Despite the odds, however, a good number of people migrate to Chennai, in search of jobs. “Chennai is known for its safety. The crime rate is less than in other metros. It is the reason why I came back to Chennai, after a brief stay in Bengaluru,” says Alice.

Testing times

It is perhaps not news that migrants are taken for granted. As the world observes International Migrants Day this year, with the theme ‘Migration with Dignity,’ accounts from our cities show that there is a long way to go before that is achieved. In work places, migrant labour is often deprived of the most necessary and basic of amenities such as a clean toilet, drinking water and a place to rest. During the construction of the St Thomas Mount Metro, for example, migrant workers from Bihar had to adjust in asbestos-sheeted rooms and dilapidated restrooms.

“The construction agency paid us only once in three months. Our houses resembled war-time shelters. We could not go back to our homes either, as we had nothing,” says Phanendra (name changed), a migrant worker who used to work at the St Thomas Mount metro rail site. 

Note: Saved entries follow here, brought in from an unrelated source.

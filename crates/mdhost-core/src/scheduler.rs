//! Frame scheduler: turns "advance N frames with this input" requests from
//! any thread into a strictly ordered queue of one-frame units consumed by
//! the execution thread.
//!
//! A request for `count` frames enqueues `count` unit entries, so requests
//! are never interleaved. [`FrameScheduler::next`] additionally registers a
//! completion that resolves once the frame counter reaches
//! `current + outstanding + count`, as computed when the request was made.

use std::{
    collections::VecDeque,
    sync::atomic::{AtomicU64, Ordering},
    time::Duration,
};

use crossbeam_channel::{Receiver, Sender, bounded};
use parking_lot::Mutex;
use tracing::trace;

use crate::input::InputState;

/// One frame's worth of work.
#[derive(Debug, Clone, Copy, PartialEq, Eq)]
pub struct FrameUnit {
    pub input: InputState,
    pub port: u32,
}

#[derive(Debug)]
struct PendingCompletion {
    target: u64,
    tx: Sender<u64>,
}

#[derive(Debug, Default)]
struct Queue {
    units: VecDeque<FrameUnit>,
    /// Frames enqueued and not yet executed.
    outstanding: u32,
    completions: Vec<PendingCompletion>,
}

#[derive(Debug, Default)]
pub struct FrameScheduler {
    queue: Mutex<Queue>,
    /// Only written with `queue` held so completion targets stay consistent.
    current_frame: AtomicU64,
}

impl FrameScheduler {
    pub fn new() -> Self {
        Self::default()
    }

    /// Enqueues `count` frames without a completion.
    pub fn queue(&self, count: u32, input: InputState, port: u32) {
        if count == 0 {
            return;
        }
        let mut queue = self.queue.lock();
        Self::push_units(&mut queue, count, input, port);
    }

    /// Enqueues `count` frames and returns a completion that resolves with
    /// the frame index at which they have all been executed.
    ///
    /// A request for zero frames resolves immediately with the current index.
    pub fn next(&self, count: u32, input: InputState, port: u32) -> FrameCompletion {
        let (tx, rx) = bounded(1);
        let mut queue = self.queue.lock();
        let current = self.current_frame.load(Ordering::Acquire);
        if count == 0 {
            let _ = tx.send(current);
            return FrameCompletion { rx };
        }

        let target = current + u64::from(queue.outstanding) + u64::from(count);
        Self::push_units(&mut queue, count, input, port);
        queue.completions.push(PendingCompletion { target, tx });
        trace!(count, target, "frames requested");
        FrameCompletion { rx }
    }

    /// Takes the next unit for the execution thread.
    pub fn pop_unit(&self) -> Option<FrameUnit> {
        self.queue.lock().units.pop_front()
    }

    /// Advances the frame counter after one frame ran and resolves every
    /// completion whose target has been reached. Returns how many resolved.
    pub fn frame_completed(&self) -> usize {
        let mut queue = self.queue.lock();
        let current = self.current_frame.fetch_add(1, Ordering::AcqRel) + 1;
        queue.outstanding = queue.outstanding.saturating_sub(1);

        let before = queue.completions.len();
        queue.completions.retain(|pending| {
            if pending.target <= current {
                // The caller may have stopped waiting; that is fine.
                let _ = pending.tx.send(current);
                false
            } else {
                true
            }
        });
        before - queue.completions.len()
    }

    /// Zeroes the frame counter and the outstanding count after a load or
    /// reset. Queued units and pending completions are kept.
    pub fn reset_counters(&self) {
        let mut queue = self.queue.lock();
        queue.outstanding = 0;
        self.current_frame.store(0, Ordering::Release);
    }

    pub fn current_frame(&self) -> u64 {
        self.current_frame.load(Ordering::Acquire)
    }

    pub fn outstanding(&self) -> u32 {
        self.queue.lock().outstanding
    }

    pub fn pending_units(&self) -> usize {
        self.queue.lock().units.len()
    }

    fn push_units(queue: &mut Queue, count: u32, input: InputState, port: u32) {
        let unit = FrameUnit { input, port };
        queue
            .units
            .extend(std::iter::repeat_n(unit, count as usize));
        queue.outstanding = queue.outstanding.saturating_add(count);
    }
}

/// Single-assignment result of [`FrameScheduler::next`].
#[derive(Debug)]
pub struct FrameCompletion {
    rx: Receiver<u64>,
}

impl FrameCompletion {
    /// Blocks until resolved. `None` if the scheduler went away first.
    pub fn wait(&self) -> Option<u64> {
        self.rx.recv().ok()
    }

    pub fn wait_timeout(&self, timeout: Duration) -> Option<u64> {
        self.rx.recv_timeout(timeout).ok()
    }

    pub fn try_wait(&self) -> Option<u64> {
        self.rx.try_recv().ok()
    }

    /// Receiver side, for callers that want to `select!` over completions.
    pub fn receiver(&self) -> &Receiver<u64> {
        &self.rx
    }
}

Similarly, builders rarely allocate sufficient budget for providing facilities for these workers. One of the workers from a construction firm, a supervisor said, “It is a fact that they are not given decent homes. But that’s all we can do with the minimum budget set aside for the workers. It doesn’t matter, as these workers from West Bengal are so untidy.”

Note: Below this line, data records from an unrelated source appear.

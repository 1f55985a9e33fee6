//! 68000 register naming and the raw register layout exposed by the core.

pub mod opcode;

/// Byte offset of `D0` inside the core's raw CPU context.
pub const REGISTER_BASE_OFFSET: usize = 0x2814;
/// Byte offset of the program counter inside the raw CPU context.
pub const PC_OFFSET: usize = 0x2854;
/// Smallest raw context that holds every register we address.
pub const CONTEXT_LEN: usize = PC_OFFSET + 4;
/// Size of a return address pushed by `BSR`/`JSR`.
pub const WORD_SIZE: u32 = 4;

/// General purpose registers in raw-context order (`D0..D7`, then `A0..A7`).
#[derive(Debug, Clone, Copy, PartialEq, Eq, Hash, strum::EnumIter, strum::IntoStaticStr)]
pub enum Register {
    D0,
    D1,
    D2,
    D3,
    D4,
    D5,
    D6,
    D7,
    A0,
    A1,
    A2,
    A3,
    A4,
    A5,
    A6,
    A7,
}

impl Register {
    /// The stack pointer is the last address register.
    pub const SP: Register = Register::A7;

    /// Resolves `D0..D7`, `A0..A7` or the `SP` alias, ignoring ASCII case.
    pub fn from_name(name: &str) -> Option<Self> {
        use strum::IntoEnumIterator;

        let name = name.trim();
        if name.eq_ignore_ascii_case("SP") {
            return Some(Self::SP);
        }
        Self::iter().find(|reg| reg.name().eq_ignore_ascii_case(name))
    }

    #[inline]
    pub fn name(self) -> &'static str {
        self.into()
    }

    /// Byte offset of this register inside the raw context.
    #[inline]
    pub fn offset(self) -> usize {
        REGISTER_BASE_OFFSET + (self as usize) * 4
    }
}

#[cfg(test)]
mod tests {
    use super::*;

    #[test]
    fn names_resolve_case_insensitively() {
        assert_eq!(Register::from_name("d3"), Some(Register::D3));
        assert_eq!(Register::from_name("A0"), Some(Register::A0));
        assert_eq!(Register::from_name("sp"), Some(Register::A7));
        assert_eq!(Register::from_name(" A7 "), Some(Register::A7));
        assert_eq!(Register::from_name("D8"), None);
        assert_eq!(Register::from_name("PC"), None);
    }

    #[test]
    fn offsets_follow_raw_layout() {
        assert_eq!(Register::D0.offset(), 0x2814);
        assert_eq!(Register::A0.offset(), 0x2834);
        assert_eq!(Register::A7.offset(), 0x2850);
        assert_eq!(Register::A7.offset() + 4, PC_OFFSET);
    }
}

Then again, rental housing comes with its own share of challenges. Alice, for example, has not stayed in a house for more than six months. House owners lay down may conditions, that include strict curbs on cooking non vegetarian food and allowing visitors. Add to that the prejudice arising from preconceived notions.

“The questions get so personal — extending to our relationships and sexuality. My house owners even had an issue with the way I dress,” says Alice. She has faced sexual harassment at the workplace. “The recruiters, in many occasions, asked for a date in exchange for a promise of a job. One of my bosses casually remarked that we (North east people) are sexually open in general,” she said.

Pattern of migration

The Jeyaranjan report had clearly stated that poor socio-economic status is the arterial reason for migration. The “Inter state migrant worker stream, which started as a trickle a decade ago, rapidly grew in numbers and turned indispensable for the economy of Tamil Nadu. It has evolved as a neatly worked out system with its components of the system of migration, hiring, provision of housing and other amenities, payments, remittances, return migration of these workers etc. A new migrant has to figure out the system and in no time he is part of it,” stated the report.

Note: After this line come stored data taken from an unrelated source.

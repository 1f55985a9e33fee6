use std::{
    path::PathBuf,
    sync::{
        Arc,
        atomic::{AtomicU8, Ordering},
    },
    time::Duration,
};

use crossbeam_channel::{Receiver, RecvTimeoutError, Sender, bounded};
use tracing::debug;

use super::types::RuntimeError;

const PENDING: u8 = 0;
const CLAIMED: u8 = 1;
const ABANDONED: u8 = 2;

/// Runner side of a control request. The request may only be carried out
/// after a successful [`claim`](Self::claim).
pub(crate) struct ControlReply {
    tx: Sender<Result<(), RuntimeError>>,
    state: Arc<AtomicU8>,
}

/// Caller side of a control request.
pub(crate) struct PendingReply {
    rx: Receiver<Result<(), RuntimeError>>,
    state: Arc<AtomicU8>,
}

pub(crate) fn control_reply() -> (ControlReply, PendingReply) {
    let (tx, rx) = bounded(1);
    let state = Arc::new(AtomicU8::new(PENDING));
    (
        ControlReply {
            tx,
            state: Arc::clone(&state),
        },
        PendingReply { rx, state },
    )
}

impl ControlReply {
    /// Returns `false` if the caller already gave up, in which case the
    /// request must be dropped without side effects.
    pub(crate) fn claim(&self, op: &'static str) -> bool {
        let claimed = self
            .state
            .compare_exchange(PENDING, CLAIMED, Ordering::AcqRel, Ordering::Acquire)
            .is_ok();
        if !claimed {
            debug!(op, "skipping control request abandoned by its caller");
        }
        claimed
    }

    pub(crate) fn send(self, result: Result<(), RuntimeError>) {
        let _ = self.tx.send(result);
    }
}

impl PendingReply {
    /// Waits for the outcome. On timeout the request is abandoned, unless the
    /// runner has already claimed it, in which case its real outcome is
    /// awaited.
    pub(crate) fn wait(self, op: &'static str, timeout: Duration) -> Result<(), RuntimeError> {
        match self.rx.recv_timeout(timeout) {
            Ok(res) => res,
            Err(RecvTimeoutError::Timeout) => {
                if self
                    .state
                    .compare_exchange(PENDING, ABANDONED, Ordering::AcqRel, Ordering::Acquire)
                    .is_ok()
                {
                    return Err(RuntimeError::ControlTimeout { op });
                }
                self.rx
                    .recv()
                    .map_err(|_| RuntimeError::ControlChannelDisconnected)?
            }
            Err(RecvTimeoutError::Disconnected) => Err(RuntimeError::ControlChannelDisconnected),
        }
    }
}

/// Requests handled by the runner between frames.
pub(crate) enum ControlMessage {
    Stop,
    /// New frames were queued; wakes an idle runner.
    Wake,
    LoadRom(PathBuf, ControlReply),
    Reset(ControlReply),
    SaveState(PathBuf, ControlReply),
    LoadState(PathBuf, ControlReply),
}

impl ControlMessage {
    pub(crate) fn op(&self) -> &'static str {
        match self {
            Self::Stop => "stop",
            Self::Wake => "wake",
            Self::LoadRom(..) => "load_rom",
            Self::Reset(_) => "reset",
            Self::SaveState(..) => "save_state",
            Self::LoadState(..) => "load_state",
        }
    }
}

#[cfg(test)]
mod tests {
    use super::*;

    #[test]
    fn abandoned_request_cannot_be_claimed() {
        let (reply, pending) = control_reply();
        assert!(matches!(
            pending.wait("reset", Duration::from_millis(5)),
            Err(RuntimeError::ControlTimeout { op: "reset" })
        ));
        assert!(!reply.claim("reset"));
    }

    #[test]
    fn claimed_request_outlives_the_timeout() {
        let (reply, pending) = control_reply();
        assert!(reply.claim("load_rom"));
        let runner = std::thread::spawn(move || {
            std::thread::sleep(Duration::from_millis(20));
            reply.send(Err(RuntimeError::NoGameLoaded));
        });

        assert!(matches!(
            pending.wait("load_rom", Duration::from_millis(1)),
            Err(RuntimeError::NoGameLoaded)
        ));
        runner.join().expect("runner thread");
    }
}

Even though a majority of locals raise eyebrows at the very sight of migrants, it is the lack of job opportunities in their towns and villages that drive people to migrate to metropolitan cities. Chennai is a temporary option for the migrants whose goal is to save up money and go back home. “I have been working as a cleaner in this hotel for three years, without any increment and weekly offs. We can’t negotiate with the bosses, as they think that we get all that we deserve,” says Malswamthulanga, a Manipur native. It is the absence of agricultural land that forced this Manipur native to work in Chennai. “I am saving money to start a tea shop in Manipur. After all, home is where you are not treated as a stranger,” he said.